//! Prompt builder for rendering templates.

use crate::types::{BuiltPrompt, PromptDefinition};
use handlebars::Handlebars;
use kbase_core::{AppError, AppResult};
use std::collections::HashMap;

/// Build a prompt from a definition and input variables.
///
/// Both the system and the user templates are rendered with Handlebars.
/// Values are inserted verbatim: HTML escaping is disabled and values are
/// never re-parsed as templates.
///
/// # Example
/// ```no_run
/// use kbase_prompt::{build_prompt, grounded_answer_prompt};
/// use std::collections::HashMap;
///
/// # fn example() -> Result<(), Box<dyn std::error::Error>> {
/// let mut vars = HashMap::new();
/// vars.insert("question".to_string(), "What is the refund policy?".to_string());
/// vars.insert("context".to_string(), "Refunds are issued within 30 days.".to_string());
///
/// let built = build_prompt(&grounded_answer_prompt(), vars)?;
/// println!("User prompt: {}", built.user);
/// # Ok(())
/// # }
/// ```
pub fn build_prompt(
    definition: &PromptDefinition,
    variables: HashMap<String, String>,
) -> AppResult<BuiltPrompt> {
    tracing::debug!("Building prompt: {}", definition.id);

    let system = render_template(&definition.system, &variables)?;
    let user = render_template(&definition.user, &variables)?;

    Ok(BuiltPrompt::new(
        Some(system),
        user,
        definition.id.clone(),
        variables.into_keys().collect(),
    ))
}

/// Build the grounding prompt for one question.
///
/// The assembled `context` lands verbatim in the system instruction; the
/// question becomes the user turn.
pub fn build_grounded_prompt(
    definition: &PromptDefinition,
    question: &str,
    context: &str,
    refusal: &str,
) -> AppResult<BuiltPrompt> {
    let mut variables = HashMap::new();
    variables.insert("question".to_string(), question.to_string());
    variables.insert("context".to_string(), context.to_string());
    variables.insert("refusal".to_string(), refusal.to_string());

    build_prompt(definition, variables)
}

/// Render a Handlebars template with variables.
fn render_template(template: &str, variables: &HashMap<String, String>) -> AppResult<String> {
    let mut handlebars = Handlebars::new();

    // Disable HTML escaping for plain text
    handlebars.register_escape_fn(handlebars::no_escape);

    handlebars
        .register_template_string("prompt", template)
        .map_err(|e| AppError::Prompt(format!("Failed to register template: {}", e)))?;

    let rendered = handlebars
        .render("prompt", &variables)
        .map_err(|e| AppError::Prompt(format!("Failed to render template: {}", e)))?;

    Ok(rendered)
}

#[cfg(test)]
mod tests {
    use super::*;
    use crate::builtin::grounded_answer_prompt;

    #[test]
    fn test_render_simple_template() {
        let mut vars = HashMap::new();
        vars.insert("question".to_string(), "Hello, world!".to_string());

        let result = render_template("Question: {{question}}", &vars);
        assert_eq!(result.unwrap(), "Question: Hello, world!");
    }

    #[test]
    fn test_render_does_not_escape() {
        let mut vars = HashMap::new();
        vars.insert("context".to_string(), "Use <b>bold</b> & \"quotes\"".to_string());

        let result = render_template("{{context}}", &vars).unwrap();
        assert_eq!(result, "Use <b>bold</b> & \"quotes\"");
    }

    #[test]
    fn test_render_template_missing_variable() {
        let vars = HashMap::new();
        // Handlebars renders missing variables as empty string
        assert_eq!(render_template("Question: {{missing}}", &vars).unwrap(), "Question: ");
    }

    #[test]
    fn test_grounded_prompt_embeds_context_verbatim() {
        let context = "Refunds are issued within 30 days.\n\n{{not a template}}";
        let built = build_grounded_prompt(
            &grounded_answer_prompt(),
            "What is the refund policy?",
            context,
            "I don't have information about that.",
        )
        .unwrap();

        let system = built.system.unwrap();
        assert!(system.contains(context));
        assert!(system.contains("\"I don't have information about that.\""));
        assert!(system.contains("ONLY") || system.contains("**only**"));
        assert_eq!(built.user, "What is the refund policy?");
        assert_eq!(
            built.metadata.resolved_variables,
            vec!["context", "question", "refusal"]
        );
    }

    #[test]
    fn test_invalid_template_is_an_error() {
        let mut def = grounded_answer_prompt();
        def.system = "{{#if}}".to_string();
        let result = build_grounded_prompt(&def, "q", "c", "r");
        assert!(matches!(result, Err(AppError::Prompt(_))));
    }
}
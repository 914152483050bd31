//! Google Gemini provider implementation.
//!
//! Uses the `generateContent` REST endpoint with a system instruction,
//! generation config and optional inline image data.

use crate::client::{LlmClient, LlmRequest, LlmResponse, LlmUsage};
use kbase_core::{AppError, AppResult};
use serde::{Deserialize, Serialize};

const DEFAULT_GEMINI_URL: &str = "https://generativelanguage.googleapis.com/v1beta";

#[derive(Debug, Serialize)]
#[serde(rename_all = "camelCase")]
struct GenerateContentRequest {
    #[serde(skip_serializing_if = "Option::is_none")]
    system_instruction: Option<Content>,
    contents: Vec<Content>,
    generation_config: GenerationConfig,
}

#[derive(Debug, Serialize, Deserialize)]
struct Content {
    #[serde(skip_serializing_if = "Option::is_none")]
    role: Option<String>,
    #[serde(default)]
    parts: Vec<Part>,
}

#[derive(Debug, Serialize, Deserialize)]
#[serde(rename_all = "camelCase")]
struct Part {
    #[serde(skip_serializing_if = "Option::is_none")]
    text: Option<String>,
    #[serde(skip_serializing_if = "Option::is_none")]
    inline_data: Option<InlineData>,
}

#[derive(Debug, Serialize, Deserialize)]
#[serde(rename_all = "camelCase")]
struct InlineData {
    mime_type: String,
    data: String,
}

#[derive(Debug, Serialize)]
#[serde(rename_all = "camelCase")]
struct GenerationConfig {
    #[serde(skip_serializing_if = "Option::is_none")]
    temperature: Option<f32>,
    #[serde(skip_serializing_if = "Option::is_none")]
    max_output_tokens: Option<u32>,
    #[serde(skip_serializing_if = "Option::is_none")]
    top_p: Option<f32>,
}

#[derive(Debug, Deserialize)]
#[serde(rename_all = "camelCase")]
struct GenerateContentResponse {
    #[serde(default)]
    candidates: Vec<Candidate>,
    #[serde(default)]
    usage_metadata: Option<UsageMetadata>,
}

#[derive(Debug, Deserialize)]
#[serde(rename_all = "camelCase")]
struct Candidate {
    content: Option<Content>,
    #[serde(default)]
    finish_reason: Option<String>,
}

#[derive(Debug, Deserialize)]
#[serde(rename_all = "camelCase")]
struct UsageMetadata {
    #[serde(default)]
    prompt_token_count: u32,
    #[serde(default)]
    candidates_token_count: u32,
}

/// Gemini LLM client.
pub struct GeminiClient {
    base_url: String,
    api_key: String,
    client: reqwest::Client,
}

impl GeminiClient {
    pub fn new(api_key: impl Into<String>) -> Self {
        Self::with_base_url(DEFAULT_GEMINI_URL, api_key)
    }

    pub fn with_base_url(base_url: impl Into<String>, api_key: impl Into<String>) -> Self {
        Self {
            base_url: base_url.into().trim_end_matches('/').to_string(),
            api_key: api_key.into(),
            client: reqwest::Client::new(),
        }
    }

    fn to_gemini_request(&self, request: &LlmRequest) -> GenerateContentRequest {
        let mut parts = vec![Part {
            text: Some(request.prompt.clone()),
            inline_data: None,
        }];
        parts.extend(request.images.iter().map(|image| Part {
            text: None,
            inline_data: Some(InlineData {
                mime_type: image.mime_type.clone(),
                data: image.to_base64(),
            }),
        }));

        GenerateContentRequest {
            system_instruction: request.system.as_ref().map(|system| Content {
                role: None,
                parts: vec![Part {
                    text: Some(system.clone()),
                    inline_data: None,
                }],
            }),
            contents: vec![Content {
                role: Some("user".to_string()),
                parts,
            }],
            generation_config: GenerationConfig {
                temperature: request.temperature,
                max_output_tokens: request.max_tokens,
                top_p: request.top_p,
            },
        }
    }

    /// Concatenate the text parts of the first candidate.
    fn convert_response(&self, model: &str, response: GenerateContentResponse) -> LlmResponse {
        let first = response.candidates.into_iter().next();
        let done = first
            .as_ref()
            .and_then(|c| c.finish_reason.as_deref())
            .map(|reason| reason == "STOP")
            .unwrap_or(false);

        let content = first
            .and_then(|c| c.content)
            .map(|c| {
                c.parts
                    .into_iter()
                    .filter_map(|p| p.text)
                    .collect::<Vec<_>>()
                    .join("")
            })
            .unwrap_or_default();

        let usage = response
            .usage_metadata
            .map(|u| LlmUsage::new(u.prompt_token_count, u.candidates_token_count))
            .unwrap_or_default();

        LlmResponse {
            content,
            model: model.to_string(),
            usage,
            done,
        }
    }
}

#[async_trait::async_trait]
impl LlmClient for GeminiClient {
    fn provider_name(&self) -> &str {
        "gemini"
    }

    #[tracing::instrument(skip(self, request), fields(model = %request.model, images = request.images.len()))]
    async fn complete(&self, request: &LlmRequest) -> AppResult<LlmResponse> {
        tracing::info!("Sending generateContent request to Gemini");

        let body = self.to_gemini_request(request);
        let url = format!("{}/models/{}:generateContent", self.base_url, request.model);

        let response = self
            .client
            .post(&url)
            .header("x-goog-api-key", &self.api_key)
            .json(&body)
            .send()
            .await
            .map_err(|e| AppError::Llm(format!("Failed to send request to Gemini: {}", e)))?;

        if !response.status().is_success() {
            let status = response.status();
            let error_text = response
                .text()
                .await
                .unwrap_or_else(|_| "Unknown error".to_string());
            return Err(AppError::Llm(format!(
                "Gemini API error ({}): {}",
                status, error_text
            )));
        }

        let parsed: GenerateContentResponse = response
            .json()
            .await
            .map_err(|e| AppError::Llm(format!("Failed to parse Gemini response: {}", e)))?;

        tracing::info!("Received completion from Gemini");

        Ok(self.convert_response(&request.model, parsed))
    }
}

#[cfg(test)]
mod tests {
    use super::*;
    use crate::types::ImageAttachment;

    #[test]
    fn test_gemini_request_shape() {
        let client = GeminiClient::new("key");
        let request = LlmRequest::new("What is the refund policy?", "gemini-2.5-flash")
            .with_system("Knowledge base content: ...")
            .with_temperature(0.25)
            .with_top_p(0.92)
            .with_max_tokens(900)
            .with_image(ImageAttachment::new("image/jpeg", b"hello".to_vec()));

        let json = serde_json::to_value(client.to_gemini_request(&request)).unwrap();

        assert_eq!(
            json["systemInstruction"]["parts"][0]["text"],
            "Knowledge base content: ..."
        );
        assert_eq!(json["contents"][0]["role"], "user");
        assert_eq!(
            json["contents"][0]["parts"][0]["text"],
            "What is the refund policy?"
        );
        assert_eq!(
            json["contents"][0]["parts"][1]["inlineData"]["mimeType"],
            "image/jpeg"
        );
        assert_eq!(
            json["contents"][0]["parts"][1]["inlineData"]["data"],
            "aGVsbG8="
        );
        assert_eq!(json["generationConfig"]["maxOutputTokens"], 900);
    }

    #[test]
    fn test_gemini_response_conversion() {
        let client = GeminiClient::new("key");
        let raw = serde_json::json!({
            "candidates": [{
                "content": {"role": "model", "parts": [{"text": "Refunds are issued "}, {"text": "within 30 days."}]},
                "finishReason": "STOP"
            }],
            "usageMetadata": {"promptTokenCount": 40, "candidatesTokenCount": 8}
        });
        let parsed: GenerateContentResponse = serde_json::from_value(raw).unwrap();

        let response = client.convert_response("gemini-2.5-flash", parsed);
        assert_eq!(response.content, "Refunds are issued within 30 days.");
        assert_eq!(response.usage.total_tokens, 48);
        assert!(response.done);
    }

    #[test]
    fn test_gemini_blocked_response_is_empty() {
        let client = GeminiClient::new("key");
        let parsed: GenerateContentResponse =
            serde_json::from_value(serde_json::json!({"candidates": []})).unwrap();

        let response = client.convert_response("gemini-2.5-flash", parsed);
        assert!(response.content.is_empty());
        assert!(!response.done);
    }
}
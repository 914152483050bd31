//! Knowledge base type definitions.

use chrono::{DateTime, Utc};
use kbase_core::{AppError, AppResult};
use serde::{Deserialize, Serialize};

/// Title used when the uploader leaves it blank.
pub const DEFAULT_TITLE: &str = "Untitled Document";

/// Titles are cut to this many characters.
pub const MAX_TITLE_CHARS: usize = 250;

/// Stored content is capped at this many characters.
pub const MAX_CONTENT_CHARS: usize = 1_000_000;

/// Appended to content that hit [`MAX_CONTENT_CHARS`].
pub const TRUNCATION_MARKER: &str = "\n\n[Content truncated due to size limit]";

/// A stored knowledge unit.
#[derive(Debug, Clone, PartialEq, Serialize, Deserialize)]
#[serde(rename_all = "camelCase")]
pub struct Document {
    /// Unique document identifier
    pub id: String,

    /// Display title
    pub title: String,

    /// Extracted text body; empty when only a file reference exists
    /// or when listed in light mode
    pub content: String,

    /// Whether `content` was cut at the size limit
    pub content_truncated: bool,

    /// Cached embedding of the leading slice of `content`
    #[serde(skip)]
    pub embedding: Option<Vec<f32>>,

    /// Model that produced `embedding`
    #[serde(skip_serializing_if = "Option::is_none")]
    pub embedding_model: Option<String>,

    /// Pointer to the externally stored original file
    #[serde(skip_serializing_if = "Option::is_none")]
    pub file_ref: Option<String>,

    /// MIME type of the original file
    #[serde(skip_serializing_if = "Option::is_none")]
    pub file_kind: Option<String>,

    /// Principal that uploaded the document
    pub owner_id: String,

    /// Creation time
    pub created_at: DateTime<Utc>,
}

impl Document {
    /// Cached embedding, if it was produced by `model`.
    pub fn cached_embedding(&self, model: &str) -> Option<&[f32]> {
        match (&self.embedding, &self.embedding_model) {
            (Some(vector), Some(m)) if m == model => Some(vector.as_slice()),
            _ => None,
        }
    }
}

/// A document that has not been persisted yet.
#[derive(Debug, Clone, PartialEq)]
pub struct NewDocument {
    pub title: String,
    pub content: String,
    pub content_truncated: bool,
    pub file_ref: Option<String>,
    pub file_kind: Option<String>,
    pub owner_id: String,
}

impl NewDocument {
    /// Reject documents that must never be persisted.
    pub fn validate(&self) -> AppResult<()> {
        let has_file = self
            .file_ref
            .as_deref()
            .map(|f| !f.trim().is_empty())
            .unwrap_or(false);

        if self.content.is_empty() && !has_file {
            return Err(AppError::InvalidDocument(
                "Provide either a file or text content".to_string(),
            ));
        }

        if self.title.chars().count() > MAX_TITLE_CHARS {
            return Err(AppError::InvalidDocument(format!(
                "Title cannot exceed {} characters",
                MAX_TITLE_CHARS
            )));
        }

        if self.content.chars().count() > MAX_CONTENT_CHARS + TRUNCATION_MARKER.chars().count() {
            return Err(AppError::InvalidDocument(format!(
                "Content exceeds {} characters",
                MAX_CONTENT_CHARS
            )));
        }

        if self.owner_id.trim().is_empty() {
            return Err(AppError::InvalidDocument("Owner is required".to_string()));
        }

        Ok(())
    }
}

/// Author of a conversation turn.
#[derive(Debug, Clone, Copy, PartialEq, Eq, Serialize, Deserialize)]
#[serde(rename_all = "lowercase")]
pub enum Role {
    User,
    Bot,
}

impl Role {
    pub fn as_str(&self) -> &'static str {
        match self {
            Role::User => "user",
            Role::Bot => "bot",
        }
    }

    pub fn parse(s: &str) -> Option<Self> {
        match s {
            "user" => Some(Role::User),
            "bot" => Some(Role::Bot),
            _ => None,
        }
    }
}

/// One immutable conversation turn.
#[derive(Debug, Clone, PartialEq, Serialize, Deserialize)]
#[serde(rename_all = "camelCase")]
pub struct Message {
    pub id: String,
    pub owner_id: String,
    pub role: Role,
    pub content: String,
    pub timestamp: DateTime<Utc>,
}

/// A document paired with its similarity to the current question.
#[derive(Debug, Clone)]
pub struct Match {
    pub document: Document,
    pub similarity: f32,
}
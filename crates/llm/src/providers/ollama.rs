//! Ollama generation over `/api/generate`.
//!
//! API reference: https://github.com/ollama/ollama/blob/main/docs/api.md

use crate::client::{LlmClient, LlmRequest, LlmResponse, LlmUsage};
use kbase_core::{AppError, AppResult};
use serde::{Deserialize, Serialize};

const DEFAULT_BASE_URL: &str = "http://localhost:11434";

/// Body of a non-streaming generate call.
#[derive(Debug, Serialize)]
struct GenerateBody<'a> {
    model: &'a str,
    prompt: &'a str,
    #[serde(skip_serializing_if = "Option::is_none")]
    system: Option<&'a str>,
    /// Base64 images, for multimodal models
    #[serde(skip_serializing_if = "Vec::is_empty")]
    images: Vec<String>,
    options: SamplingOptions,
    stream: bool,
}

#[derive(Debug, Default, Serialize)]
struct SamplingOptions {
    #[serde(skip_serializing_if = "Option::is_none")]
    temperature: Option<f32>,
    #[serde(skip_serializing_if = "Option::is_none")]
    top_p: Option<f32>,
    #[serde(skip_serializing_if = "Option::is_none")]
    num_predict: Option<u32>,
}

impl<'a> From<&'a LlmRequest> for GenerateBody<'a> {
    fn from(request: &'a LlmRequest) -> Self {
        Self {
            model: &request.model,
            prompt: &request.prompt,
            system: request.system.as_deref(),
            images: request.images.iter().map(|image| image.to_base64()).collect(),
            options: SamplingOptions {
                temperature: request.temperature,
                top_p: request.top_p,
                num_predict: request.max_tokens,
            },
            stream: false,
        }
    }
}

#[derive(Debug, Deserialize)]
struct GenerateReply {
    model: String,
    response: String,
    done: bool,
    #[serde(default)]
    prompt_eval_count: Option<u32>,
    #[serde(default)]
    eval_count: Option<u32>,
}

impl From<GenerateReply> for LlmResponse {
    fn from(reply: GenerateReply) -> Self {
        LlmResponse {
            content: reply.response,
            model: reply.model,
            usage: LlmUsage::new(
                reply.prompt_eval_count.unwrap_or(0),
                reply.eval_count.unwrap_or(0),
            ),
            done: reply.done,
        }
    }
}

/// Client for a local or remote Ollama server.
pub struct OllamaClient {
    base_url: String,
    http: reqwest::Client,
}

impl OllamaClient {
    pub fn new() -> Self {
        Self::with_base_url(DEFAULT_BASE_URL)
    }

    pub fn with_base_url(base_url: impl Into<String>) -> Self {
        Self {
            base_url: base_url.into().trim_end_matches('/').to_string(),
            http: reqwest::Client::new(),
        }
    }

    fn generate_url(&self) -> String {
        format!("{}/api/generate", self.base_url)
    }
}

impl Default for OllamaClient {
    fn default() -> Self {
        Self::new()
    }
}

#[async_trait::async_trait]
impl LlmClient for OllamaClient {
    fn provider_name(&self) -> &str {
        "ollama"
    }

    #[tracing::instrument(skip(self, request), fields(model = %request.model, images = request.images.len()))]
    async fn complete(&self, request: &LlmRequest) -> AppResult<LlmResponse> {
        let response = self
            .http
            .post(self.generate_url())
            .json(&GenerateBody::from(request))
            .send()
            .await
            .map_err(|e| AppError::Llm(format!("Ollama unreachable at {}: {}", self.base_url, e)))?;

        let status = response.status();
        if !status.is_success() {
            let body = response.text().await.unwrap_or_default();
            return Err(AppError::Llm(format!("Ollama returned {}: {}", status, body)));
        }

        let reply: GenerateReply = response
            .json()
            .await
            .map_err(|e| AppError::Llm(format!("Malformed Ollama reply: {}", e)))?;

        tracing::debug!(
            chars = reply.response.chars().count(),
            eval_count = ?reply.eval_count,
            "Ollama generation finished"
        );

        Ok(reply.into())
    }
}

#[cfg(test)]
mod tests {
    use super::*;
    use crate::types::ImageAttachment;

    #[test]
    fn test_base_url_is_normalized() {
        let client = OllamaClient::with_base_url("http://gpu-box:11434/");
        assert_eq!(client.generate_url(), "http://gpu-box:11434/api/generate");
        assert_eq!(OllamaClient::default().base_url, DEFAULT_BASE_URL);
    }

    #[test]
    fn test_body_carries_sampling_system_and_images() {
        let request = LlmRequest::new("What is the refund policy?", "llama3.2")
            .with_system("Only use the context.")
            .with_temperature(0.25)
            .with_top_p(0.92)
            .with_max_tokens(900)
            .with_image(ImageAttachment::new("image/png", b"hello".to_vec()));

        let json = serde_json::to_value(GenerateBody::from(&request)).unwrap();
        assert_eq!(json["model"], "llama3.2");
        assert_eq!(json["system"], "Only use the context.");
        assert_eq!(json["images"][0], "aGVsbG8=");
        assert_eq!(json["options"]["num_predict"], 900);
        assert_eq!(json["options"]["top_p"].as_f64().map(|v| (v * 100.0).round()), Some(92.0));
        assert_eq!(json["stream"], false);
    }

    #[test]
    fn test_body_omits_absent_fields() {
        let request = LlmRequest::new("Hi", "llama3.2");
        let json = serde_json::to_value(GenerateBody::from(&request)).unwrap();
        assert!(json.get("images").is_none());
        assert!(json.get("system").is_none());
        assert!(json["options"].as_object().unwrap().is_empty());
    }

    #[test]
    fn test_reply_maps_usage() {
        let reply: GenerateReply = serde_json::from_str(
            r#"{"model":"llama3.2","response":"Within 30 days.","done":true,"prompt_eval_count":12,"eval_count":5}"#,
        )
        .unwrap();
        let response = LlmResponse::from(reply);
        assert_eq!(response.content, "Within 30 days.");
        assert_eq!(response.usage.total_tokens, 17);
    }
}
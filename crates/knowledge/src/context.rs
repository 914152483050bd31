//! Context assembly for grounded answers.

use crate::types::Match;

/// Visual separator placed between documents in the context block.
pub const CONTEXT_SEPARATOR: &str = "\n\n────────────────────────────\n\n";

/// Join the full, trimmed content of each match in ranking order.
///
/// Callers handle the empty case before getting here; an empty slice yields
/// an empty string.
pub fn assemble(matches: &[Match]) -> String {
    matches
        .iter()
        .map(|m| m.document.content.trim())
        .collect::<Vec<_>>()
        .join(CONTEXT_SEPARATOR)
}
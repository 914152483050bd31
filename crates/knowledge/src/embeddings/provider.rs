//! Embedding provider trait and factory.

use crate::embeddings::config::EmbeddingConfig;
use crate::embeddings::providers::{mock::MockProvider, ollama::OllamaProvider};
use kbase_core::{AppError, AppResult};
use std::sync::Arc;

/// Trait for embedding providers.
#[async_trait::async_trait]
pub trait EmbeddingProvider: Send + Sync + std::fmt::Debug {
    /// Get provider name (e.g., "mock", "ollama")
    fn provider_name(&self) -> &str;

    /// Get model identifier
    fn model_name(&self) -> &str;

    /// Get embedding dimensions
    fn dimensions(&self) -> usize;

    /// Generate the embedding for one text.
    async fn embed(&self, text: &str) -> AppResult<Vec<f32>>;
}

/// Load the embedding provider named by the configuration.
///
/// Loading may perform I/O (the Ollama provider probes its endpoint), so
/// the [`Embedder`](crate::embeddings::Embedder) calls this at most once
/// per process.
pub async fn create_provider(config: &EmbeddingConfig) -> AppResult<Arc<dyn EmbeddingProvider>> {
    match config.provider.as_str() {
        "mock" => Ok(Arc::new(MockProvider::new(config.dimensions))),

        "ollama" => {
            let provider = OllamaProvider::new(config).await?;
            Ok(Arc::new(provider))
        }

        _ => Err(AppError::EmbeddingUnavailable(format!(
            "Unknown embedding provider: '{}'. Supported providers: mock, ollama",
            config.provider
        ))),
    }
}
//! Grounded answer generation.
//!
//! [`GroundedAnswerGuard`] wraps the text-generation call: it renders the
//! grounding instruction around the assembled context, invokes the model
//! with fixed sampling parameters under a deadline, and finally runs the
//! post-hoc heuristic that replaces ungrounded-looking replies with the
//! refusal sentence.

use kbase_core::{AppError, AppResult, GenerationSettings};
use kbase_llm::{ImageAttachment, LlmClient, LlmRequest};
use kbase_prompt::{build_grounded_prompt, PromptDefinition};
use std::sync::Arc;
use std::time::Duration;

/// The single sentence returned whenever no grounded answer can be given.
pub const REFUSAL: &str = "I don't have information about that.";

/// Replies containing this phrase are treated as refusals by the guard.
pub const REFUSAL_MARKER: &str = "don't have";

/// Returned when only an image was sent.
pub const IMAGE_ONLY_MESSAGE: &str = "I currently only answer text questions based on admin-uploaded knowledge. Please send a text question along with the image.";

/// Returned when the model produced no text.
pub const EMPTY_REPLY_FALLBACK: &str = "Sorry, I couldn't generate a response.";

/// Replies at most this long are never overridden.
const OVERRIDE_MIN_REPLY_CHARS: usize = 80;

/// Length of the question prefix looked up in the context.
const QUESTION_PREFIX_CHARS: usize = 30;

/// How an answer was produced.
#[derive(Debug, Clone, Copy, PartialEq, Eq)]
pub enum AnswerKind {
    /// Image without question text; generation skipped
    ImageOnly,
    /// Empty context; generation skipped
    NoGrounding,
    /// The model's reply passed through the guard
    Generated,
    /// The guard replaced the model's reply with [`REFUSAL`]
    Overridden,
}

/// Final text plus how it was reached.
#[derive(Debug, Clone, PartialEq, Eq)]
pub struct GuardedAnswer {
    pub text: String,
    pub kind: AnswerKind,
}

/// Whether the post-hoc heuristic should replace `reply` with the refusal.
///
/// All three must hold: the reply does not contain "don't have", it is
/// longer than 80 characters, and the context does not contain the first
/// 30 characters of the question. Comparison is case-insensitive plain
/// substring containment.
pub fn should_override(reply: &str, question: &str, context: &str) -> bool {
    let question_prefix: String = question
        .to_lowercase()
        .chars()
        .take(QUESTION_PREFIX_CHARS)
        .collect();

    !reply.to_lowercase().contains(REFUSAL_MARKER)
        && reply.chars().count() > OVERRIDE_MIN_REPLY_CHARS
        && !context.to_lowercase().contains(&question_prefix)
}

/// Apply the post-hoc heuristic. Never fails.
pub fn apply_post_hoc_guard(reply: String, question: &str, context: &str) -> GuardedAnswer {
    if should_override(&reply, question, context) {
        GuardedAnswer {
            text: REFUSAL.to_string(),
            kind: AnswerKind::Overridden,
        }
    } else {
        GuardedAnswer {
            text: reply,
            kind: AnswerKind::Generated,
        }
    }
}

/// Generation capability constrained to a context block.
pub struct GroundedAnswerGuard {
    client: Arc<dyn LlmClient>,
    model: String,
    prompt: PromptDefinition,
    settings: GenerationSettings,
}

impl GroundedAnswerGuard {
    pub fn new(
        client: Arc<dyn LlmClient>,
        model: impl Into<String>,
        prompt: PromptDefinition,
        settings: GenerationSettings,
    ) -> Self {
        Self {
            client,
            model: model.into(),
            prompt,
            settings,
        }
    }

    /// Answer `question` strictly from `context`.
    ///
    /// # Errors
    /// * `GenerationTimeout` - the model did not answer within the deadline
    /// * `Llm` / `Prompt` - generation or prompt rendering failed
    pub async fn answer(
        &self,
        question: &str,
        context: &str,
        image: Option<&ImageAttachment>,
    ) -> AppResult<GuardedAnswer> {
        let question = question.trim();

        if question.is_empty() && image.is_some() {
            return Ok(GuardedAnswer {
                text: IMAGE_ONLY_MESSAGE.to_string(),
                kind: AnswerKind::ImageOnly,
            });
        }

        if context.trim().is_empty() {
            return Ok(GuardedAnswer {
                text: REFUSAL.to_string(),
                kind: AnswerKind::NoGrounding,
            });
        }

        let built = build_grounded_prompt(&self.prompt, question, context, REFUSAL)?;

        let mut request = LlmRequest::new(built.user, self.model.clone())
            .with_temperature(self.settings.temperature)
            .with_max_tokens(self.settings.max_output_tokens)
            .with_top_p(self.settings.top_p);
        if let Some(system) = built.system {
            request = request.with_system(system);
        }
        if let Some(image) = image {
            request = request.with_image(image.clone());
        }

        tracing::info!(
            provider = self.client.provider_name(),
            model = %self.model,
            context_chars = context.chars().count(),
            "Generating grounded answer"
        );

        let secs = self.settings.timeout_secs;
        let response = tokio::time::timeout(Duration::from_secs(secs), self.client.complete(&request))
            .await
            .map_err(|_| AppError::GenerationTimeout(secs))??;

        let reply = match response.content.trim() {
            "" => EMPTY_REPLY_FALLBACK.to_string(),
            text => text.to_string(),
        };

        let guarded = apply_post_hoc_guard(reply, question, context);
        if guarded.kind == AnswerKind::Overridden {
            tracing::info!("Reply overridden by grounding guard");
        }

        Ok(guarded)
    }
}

=======

Your goal -
Return the entries exactly through the "rendered with Handlebars." line.

Exercise output -
//! Prompt builder for rendering templates.

use crate::types::{BuiltPrompt, PromptDefinition};
use handlebars::Handlebars;
use kbase_core::{AppError, AppResult};
use std::collections::HashMap;

/// Build a prompt from a definition and input variables.
///
/// Both the system and the user templates are rendered with Handlebars.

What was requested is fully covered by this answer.